The emerging role of microbes and innate immune pathways in AD pathology suggests that antimicrobial peptides may be effective as early therapeutic intervention in future clinical trials [16,17]. The salivary proteome contains a complex mixture of over 45 antimicrobial proteins and peptides, including human defensins, histatins, and cathelicidin hCAP18/LL-37 [18]. Human β-defensins (hBDs) are small, cationic antimicrobial peptides produced by the oral mucosa and salivary glands.

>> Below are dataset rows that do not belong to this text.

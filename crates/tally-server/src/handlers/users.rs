use axum::extract::State;
use axum::Json;
use serde::Serialize;
use tally_ledger::LedgerReader;
use tally_types::{PublicUser, Wallet};

use crate::error::ServerResult;
use crate::extract::AuthUser;
use crate::state::AppState;

#[derive(Debug, Serialize)]
pub struct MeResponse {
    pub user: PublicUser,
    pub wallet: Wallet,
}

/// `GET /v1/users/me`
pub async fn me(State(state): State<AppState>, auth: AuthUser) -> ServerResult<Json<MeResponse>> {
    let user = state.ledger.find_user(auth.id)?;
    let wallet = state.ledger.wallet_of(auth.id)?;
    Ok(Json(MeResponse {
        user: user.public(),
        wallet,
    }))
}
use std::net::SocketAddr;

use chrono::Duration;
use serde::{Deserialize, Serialize};
use tally_ledger::LedgerConfig;

/// Server configuration. Deserializable from TOML via the CLI; missing
/// fields fall back to the defaults below.
#[derive(Clone, Debug, Serialize, Deserialize)]
#[serde(default)]
pub struct ServerConfig {
    pub bind_addr: SocketAddr,
    /// Access token lifetime in seconds.
    pub token_ttl_secs: i64,
    /// Hex-encoded 32-byte ed25519 seed. When absent a fresh key is
    /// generated at startup and tokens do not survive a restart.
    pub signing_key_seed: Option<String>,
    pub ledger: LedgerConfig,
}

impl ServerConfig {
    pub fn token_ttl(&self) -> Duration {
        Duration::seconds(self.token_ttl_secs)
    }
}

impl Default for ServerConfig {
    fn default() -> Self {
        Self {
            bind_addr: "127.0.0.1:8431".parse().unwrap(),
            token_ttl_secs: 3 * 3600,
            signing_key_seed: None,
            ledger: LedgerConfig::default(),
        }
    }
}

#[cfg(test)]
mod tests {
    use super::*;
    use tally_ledger::BalanceFloor;

    #[test]
    fn default_config() {
        let c = ServerConfig::default();
        assert_eq!(c.bind_addr, "127.0.0.1:8431".parse::<SocketAddr>().unwrap());
        assert_eq!(c.token_ttl().num_hours(), 3);
        assert!(c.signing_key_seed.is_none());
        assert_eq!(c.ledger.initial_student_balance, 600);
        assert_eq!(c.ledger.balance_floor, BalanceFloor::AllowNegative);
    }

    #[test]
    fn round_trips_through_serde() {
        let config = ServerConfig::default();
        let json = serde_json::to_string(&config).unwrap();
        let back: ServerConfig = serde_json::from_str(&json).unwrap();
        assert_eq!(back.bind_addr, config.bind_addr);
        assert_eq!(back.token_ttl_secs, config.token_ttl_secs);
    }
}
//! HTTP server for Tally, the carnival token ledger.
//!
//! A thin axum layer over `tally-ledger`: bearer-token authentication,
//! capability checks before every mutation, and a uniform error-to-status
//! mapping. All state lives behind [`state::AppState`].

pub mod config;
pub mod error;
pub mod extract;
pub mod handlers;
pub mod router;
pub mod server;
pub mod state;

pub use config::ServerConfig;
pub use error::{ServerError, ServerResult};
pub use extract::AuthUser;
pub use router::build_router;
pub use server::TallyServer;
pub use state::AppState;
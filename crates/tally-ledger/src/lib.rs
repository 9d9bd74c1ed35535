//! Ledger core for Tally, the carnival token ledger.
//!
//! This crate owns the one invariant that matters: the sum of all wallet
//! balances changes only via a balanced transfer or an explicit
//! mint/adjust, and every change appends exactly one immutable transaction.
//! It provides:
//! - `LedgerWriter` / `LedgerReader` trait boundaries
//! - `InMemoryLedger`: accounts, wallets, the transaction log, and the
//!   approval queue under a single lock, so every mutation is one atomic
//!   unit of work
//! - History and account projections over the log
//! - CSV export of the transaction log

pub mod config;
pub mod error;
pub mod export;
pub mod memory;
pub mod projection;
pub mod traits;

pub use config::{BalanceFloor, LedgerConfig};
pub use error::LedgerError;
pub use export::export_csv;
pub use memory::InMemoryLedger;
pub use projection::{AccountSummary, Direction, HistoryEntry, ProjectionBuilder};
pub use traits::{LedgerReader, LedgerWriter, NewAccount, Resolution};
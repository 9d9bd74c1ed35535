use std::fs;

use anyhow::Context;
use chrono::Duration;
use tally_auth::{generate_password, hash_password, TokenSigner};
use tally_ledger::{LedgerWriter, NewAccount};
use tally_server::{ServerConfig, TallyServer};
use tally_types::{Role, UserId};

use crate::cli::{Cli, Command, ServeArgs, TokenArgs};

pub fn run_command(cli: Cli) -> anyhow::Result<()> {
    match cli.command {
        Command::Serve(args) => cmd_serve(args),
        Command::Token(args) => cmd_token(args),
    }
}

fn load_config(args: &ServeArgs) -> anyhow::Result<ServerConfig> {
    let mut config = match &args.config {
        Some(path) => {
            let text = fs::read_to_string(path)
                .with_context(|| format!("reading config file {path}"))?;
            toml::from_str(&text).with_context(|| format!("parsing config file {path}"))?
        }
        None => ServerConfig::default(),
    };
    if let Some(bind) = &args.bind {
        config.bind_addr = bind
            .parse()
            .with_context(|| format!("invalid bind address {bind}"))?;
    }
    Ok(config)
}

fn cmd_serve(args: ServeArgs) -> anyhow::Result<()> {
    let config = load_config(&args)?;
    let server = TallyServer::new(config)?;

    if args.demo {
        let seeded = seed_demo_accounts(server.state().ledger.as_ref())?;
        println!("Demo accounts (credentials are printed once):");
        for (role, username, password) in &seeded {
            println!("  {role:<10}  {username:<10}  {password}");
        }
    }

    let runtime = tokio::runtime::Builder::new_multi_thread()
        .enable_all()
        .build()?;
    runtime.block_on(server.serve())?;
    Ok(())
}

fn cmd_token(args: TokenArgs) -> anyhow::Result<()> {
    let signer = TokenSigner::from_seed_hex(&args.seed)?;
    let user: UserId = args.user.parse()?;
    let role: Role = args.role.parse()?;
    let token = signer.issue(user, role, Duration::seconds(args.ttl_secs))?;
    println!("{token}");
    Ok(())
}

/// One account per role, each with a freshly generated password.
fn seed_demo_accounts(
    ledger: &dyn LedgerWriter,
) -> anyhow::Result<Vec<(Role, String, String)>> {
    let mut seeded = Vec::with_capacity(Role::ALL.len());
    for role in Role::ALL {
        let username = role.as_str().to_lowercase();
        let password = generate_password();
        ledger.create_account(NewAccount {
            full_name: format!("Demo {role}"),
            email: format!("{username}@tally.local"),
            username: username.clone(),
            role,
            password_hash: hash_password(&password),
        })?;
        seeded.push((role, username, password));
    }
    Ok(seeded)
}
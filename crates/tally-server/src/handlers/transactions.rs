use axum::extract::State;
use axum::Json;
use serde::{Deserialize, Serialize};
use tally_auth::Action;
use tally_ledger::{HistoryEntry, LedgerWriter, ProjectionBuilder};
use tally_types::UserId;

use crate::error::ServerResult;
use crate::extract::AuthUser;
use crate::state::AppState;

/// History rows returned per request, matching the dashboard page size.
const HISTORY_LIMIT: usize = 20;

#[derive(Debug, Deserialize)]
pub struct ChargeRequest {
    /// The identity read from the student's badge scan.
    pub student_id: UserId,
    pub amount: u64,
}

#[derive(Debug, Serialize)]
pub struct ChargeResponse {
    pub new_balance: i64,
}

/// `POST /v1/transactions/charge` — vendor debits a scanned student.
pub async fn charge(
    State(state): State<AppState>,
    auth: AuthUser,
    Json(body): Json<ChargeRequest>,
) -> ServerResult<Json<ChargeResponse>> {
    auth.require(Action::ChargeStudent)?;

    let new_balance = state.ledger.transfer(body.student_id, auth.id, body.amount)?;
    Ok(Json(ChargeResponse { new_balance }))
}

/// `GET /v1/transactions/history` — the caller's own annotated history.
pub async fn history(
    State(state): State<AppState>,
    auth: AuthUser,
) -> ServerResult<Json<Vec<HistoryEntry>>> {
    auth.require(Action::ViewOwnWallet)?;

    let entries = ProjectionBuilder::history(state.ledger.as_ref(), auth.id, HISTORY_LIMIT)?;
    Ok(Json(entries))
}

We previously reported that hBD3 strongly suppresses the delayed type of inflammatory responses by microglia following treatment with a lipopolysaccharide (LPS) derived from Porphyromonas gingivalis (Pg), a major pathogen of chronic periodontitis. hBD3 suppresses Pg LPS-induced NF-κB activation through the inhibition of CatB and cathepsin L (CatL; EC 3.4.22.15) [19]. Furthermore, we first reported that chronic systemic exposure to Pg LPS induces AD-like pathologies, including microglia-mediated neuroinflammation and cognitive decline in middle-aged mice, but not in CatB-deficient mice [20].
However, whether or not hBD3 and CatB inhibitors can suppress Pg virulence factor-induced IL-1β production by microglia remains unclear. In addition to Pg LPS, chronic oral gavage with outer membrane vesicles (OMVs) secreted from Pg also induced AD-like pathologies in middle-aged mice [21]. In the present study, we have thus attempted to clarify the effects of hBD3 and CatB inhibitors on IL-1β production by microglia following stimulation with Pg LPS and OMVs.

2. Materials and Methods

2.1. Reagents

hBD3, CA-074Me, KYT-1, and KYT-36 were purchased from the Peptide Institute Inc. (Osaka, Japan), and Z-Arg-Leu-Arg-α-aza-glycil-Ile-Val-OMe (ZRLR) was synthesized by Peptide Institute Inc. Standard Pg LPS was purchased from InvivoGen (San Diego, CA, USA). TAK-242 and C29 were purchased from MedChem Express (Monmouth Junction, NJ, USA). MCC950 was purchased from Adipogen Life Sciences, Inc. (San Diego, CA, USA). Wedelolactone was purchased from Tokyo Chemical Industry Co., Ltd. (Tokyo, Japan).

2.2. Cell Culture

The BV-2 cells, a murine microglial cell line [22], and a well-accepted alternative to primary microglia [23,24], were used in this study. BV-2 microglia were cultured in Dulbecco’s modified Eagle’s medium (ThermoFisher Scientific, Waltham, MA, USA) supplemented with 5% fetal bovine serum (FBS), penicillin, and streptomycin. To establish NanoLuc (Nluc) probe-expressing cells (Nluc reporter BV-2 microglia), we infected the cells with a lentiviral vector carrying the Nluc probe and selected EGFP-positive cells, as described previously [25]. The luciferase activity was only induced when proteolytic pro-IL-1β processing occurred because the Nluc luciferase was fused with the sequence of IL-1β (Il1b 17-216), which has been subjected to proteolytic processing of proteases including caspase-1 [26]. Furthermore, the C-terminus of Il1b 17-216 was fused with two protein destabilization sequences (hCL1 and hPEST) (Figure 1A). Thus, the Nluc luciferase protein was retained only when the proteolytic IL-1β processing was successful.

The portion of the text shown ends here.